PS : J’illustrerai mon commentaire par la conclusion passionnante d’un entretien récent entre Frédéric Lordon et Emmanuel Todd
http://www.marianne.net/Lordon-Todd-Les-intellectuels-vont-devoir-parler-au-peuple_a229828.html
La fin de cet entretien donne peut-être la meilleure synthèse sur la cohérence entre la nation et l’ouverture.
"Ne craignez vous pas que ces projets de sortie de l’euro ne vous conduisent à être taxés de "repli national" ?
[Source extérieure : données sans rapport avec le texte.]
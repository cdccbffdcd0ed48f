//! Connects the CLI to a worker, in-process or isolated.

use anyhow::Context;
use cellar_core::{HostGateway, RuntimeConfig, Worker, WorkerProcess, WorkerStats};
use tokio::task::JoinHandle;

/// A running worker and the gateway used to reach it.
pub enum Backend {
    InProcess {
        gateway: HostGateway,
        task: JoinHandle<WorkerStats>,
    },
    Isolated(WorkerProcess),
}

impl Backend {
    pub fn start(config: &RuntimeConfig, isolated: bool) -> anyhow::Result<Self> {
        if isolated {
            let process = WorkerProcess::spawn(config)?;
            tracing::debug!(pid = ?process.pid(), "worker process started");
            Ok(Backend::Isolated(process))
        } else {
            let (gateway, task) = Worker::new(config).spawn(config.channel_capacity);
            Ok(Backend::InProcess { gateway, task })
        }
    }

    pub fn gateway(&self) -> &HostGateway {
        match self {
            Backend::InProcess { gateway, .. } => gateway,
            Backend::Isolated(process) => process.gateway(),
        }
    }

    /// Close the channel and wait for the worker to exit.
    pub async fn finish(self) -> anyhow::Result<()> {
        match self {
            Backend::InProcess { gateway, task } => {
                drop(gateway);
                let stats = task.await.context("worker task failed")?;
                tracing::debug!(?stats, "worker finished");
            }
            Backend::Isolated(process) => {
                let status = process.shutdown().await?;
                tracing::debug!(%status, "worker process exited");
            }
        }
        Ok(())
    }
}

/// Build the runtime configuration from the environment plus CLI flags.
pub fn runtime_config(packages: Vec<String>) -> anyhow::Result<RuntimeConfig> {
    let config = RuntimeConfig::from_env()?;
    Ok(if packages.is_empty() {
        config
    } else {
        config.with_packages(packages)
    })
}
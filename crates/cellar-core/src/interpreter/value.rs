//! Runtime values of the built-in interpreter.

use std::cmp::Ordering;
use std::fmt;

use super::ExecutionFault;

/// Deepest list nesting a value may reach.
///
/// Clone, drop and JSON conversion recurse through nested lists, and a response
/// must still decode under `serde_json`'s recursion limit of 128.
pub const MAX_NESTING: usize = 100;

/// A value produced by evaluating a snippet.
#[derive(Debug, Clone, PartialEq)]
pub enum Value {
    /// The void outcome (`None`), also produced by statements.
    None,
    Bool(bool),
    Int(i64),
    Float(f64),
    Str(String),
    List(Vec<Value>),
}

impl Value {
    /// Name of the value's type as reported in faults and by `type()`.
    pub fn type_name(&self) -> &'static str {
        match self {
            Value::None => "NoneType",
            Value::Bool(_) => "bool",
            Value::Int(_) => "int",
            Value::Float(_) => "float",
            Value::Str(_) => "str",
            Value::List(_) => "list",
        }
    }

    /// Number of list levels, `0` for scalars. Bounded by [`MAX_NESTING`].
    pub fn nesting_depth(&self) -> usize {
        match self {
            Value::List(items) => 1 + items.iter().map(Value::nesting_depth).max().unwrap_or(0),
            _ => 0,
        }
    }

    pub fn is_truthy(&self) -> bool {
        match self {
            Value::None => false,
            Value::Bool(b) => *b,
            Value::Int(i) => *i != 0,
            Value::Float(f) => *f != 0.0,
            Value::Str(s) => !s.is_empty(),
            Value::List(items) => !items.is_empty(),
        }
    }

    /// Integer view of the value. Booleans count as integers.
    pub fn as_int(&self) -> Option<i64> {
        match self {
            Value::Int(i) => Some(*i),
            Value::Bool(b) => Some(i64::from(*b)),
            _ => None,
        }
    }

    /// Numeric view of the value, widening integers to floats.
    pub fn as_f64(&self) -> Option<f64> {
        match self {
            Value::Float(f) => Some(*f),
            other => other.as_int().map(|i| i as f64),
        }
    }

    /// Like [`Value::as_f64`] but reports a `TypeError` naming `context`.
    pub fn expect_number(&self, context: &str) -> Result<f64, ExecutionFault> {
        self.as_f64().ok_or_else(|| {
            ExecutionFault::type_error(format!(
                "{context}: expected a number, got '{}'",
                self.type_name()
            ))
        })
    }

    /// Python-style `repr`: strings are quoted.
    pub fn repr(&self) -> String {
        match self {
            Value::Str(s) => format!("{s:?}").replace('"', "'"),
            other => other.to_string(),
        }
    }

    /// Equality as seen by `==`, where `1 == 1.0` and `True == 1`.
    pub fn loose_eq(&self, other: &Value) -> bool {
        match (self, other) {
            (Value::Str(a), Value::Str(b)) => a == b,
            (Value::List(a), Value::List(b)) => {
                a.len() == b.len() && a.iter().zip(b).all(|(x, y)| x.loose_eq(y))
            }
            (Value::None, Value::None) => true,
            (a, b) => match (a.as_int(), b.as_int()) {
                (Some(x), Some(y)) => x == y,
                _ => match (a.as_f64(), b.as_f64()) {
                    (Some(x), Some(y)) => x == y,
                    _ => false,
                },
            },
        }
    }

    /// Ordering as seen by `<`, `<=`, `>` and `>=`.
    pub fn compare(&self, other: &Value, op: &str) -> Result<Ordering, ExecutionFault> {
        let unsupported = || {
            ExecutionFault::type_error(format!(
                "'{op}' not supported between instances of '{}' and '{}'",
                self.type_name(),
                other.type_name()
            ))
        };
        match (self, other) {
            (Value::Str(a), Value::Str(b)) => Ok(a.cmp(b)),
            (Value::List(a), Value::List(b)) => {
                for (x, y) in a.iter().zip(b) {
                    if !x.loose_eq(y) {
                        return x.compare(y, op);
                    }
                }
                Ok(a.len().cmp(&b.len()))
            }
            (a, b) => {
                if let (Some(x), Some(y)) = (a.as_int(), b.as_int()) {
                    return Ok(x.cmp(&y));
                }
                match (a.as_f64(), b.as_f64()) {
                    (Some(x), Some(y)) => x.partial_cmp(&y).ok_or_else(unsupported),
                    _ => Err(unsupported()),
                }
            }
        }
    }

    /// Convert to the JSON payload carried in a response.
    ///
    /// Non-finite floats have no JSON number form and are rendered as strings.
    pub fn to_json(&self) -> serde_json::Value {
        match self {
            Value::None => serde_json::Value::Null,
            Value::Bool(b) => serde_json::Value::Bool(*b),
            Value::Int(i) => serde_json::Value::from(*i),
            Value::Float(f) => serde_json::Number::from_f64(*f)
                .map(serde_json::Value::Number)
                .unwrap_or_else(|| serde_json::Value::String(format_float(*f))),
            Value::Str(s) => serde_json::Value::String(s.clone()),
            Value::List(items) => {
                serde_json::Value::Array(items.iter().map(Value::to_json).collect())
            }
        }
    }
}

fn format_float(f: f64) -> String {
    if f.is_nan() {
        "nan".to_string()
    } else if f.is_infinite() {
        let sign = if f > 0.0 { "" } else { "-" };
        format!("{sign}inf")
    } else {
        // Debug keeps the trailing `.0` on whole numbers.
        format!("{f:?}")
    }
}

impl fmt::Display for Value {
    fn fmt(&self, f: &mut fmt::Formatter<'_>) -> fmt::Result {
        match self {
            Value::None => f.write_str("None"),
            Value::Bool(true) => f.write_str("True"),
            Value::Bool(false) => f.write_str("False"),
            Value::Int(i) => write!(f, "{i}"),
            Value::Float(x) => f.write_str(&format_float(*x)),
            Value::Str(s) => f.write_str(s),
            Value::List(items) => {
                f.write_str("[")?;
                for (i, item) in items.iter().enumerate() {
                    if i > 0 {
                        f.write_str(", ")?;
                    }
                    f.write_str(&item.repr())?;
                }
                f.write_str("]")
            }
        }
    }
}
F.L. : Avez-vous lu l’Etat commercial fermé, de
Fichte ? Au début du XVIIIe siècle, ce philosophe invite les Allemands à
être autosuffisants économiquement : on ferme tout. Evidemment, la
chose ne serait plus ni possible ni souhaitable maintenant. Mais
l’intérêt de le lire, c’est de voir que sa position strictement
autarcique en économie ne s’accompagne pas moins du désir de la plus
grande ouverture internationale sous tous les autres rapports :
circulation des intellectuels, des artistes, des étudiants, des
voyageurs de toutes sortes.
Pour tout ça, oui, libre
circulation maximale ! C’est une lecture qui, en creux, en dit long sur
l’état présent de colonisation de nos esprits par l’économicisme. Autant
les internationalistes que les européistes n’envisagent plus « les
échanges » qu’à travers la circulation des conteneurs et des capitaux, et
ils sont incapables de penser un régime d’échanges internationaux qui
se déploie dans un autre plan. Si on arrête un conteneur aux frontières
ou qu’on met un contrôle des capitaux, c’est donc l’ abomination
obsidionale. Voilà leur unique critère pour juger de
l’internationalisme.
E.T. : Le
véritable internationalisme aujourd’hui, ce serait d’accepter
l’existence de toutes les nations et d’assurer leur égalité dans un
système européen et mondial équilibré. Mais l’Europe a changé de nature.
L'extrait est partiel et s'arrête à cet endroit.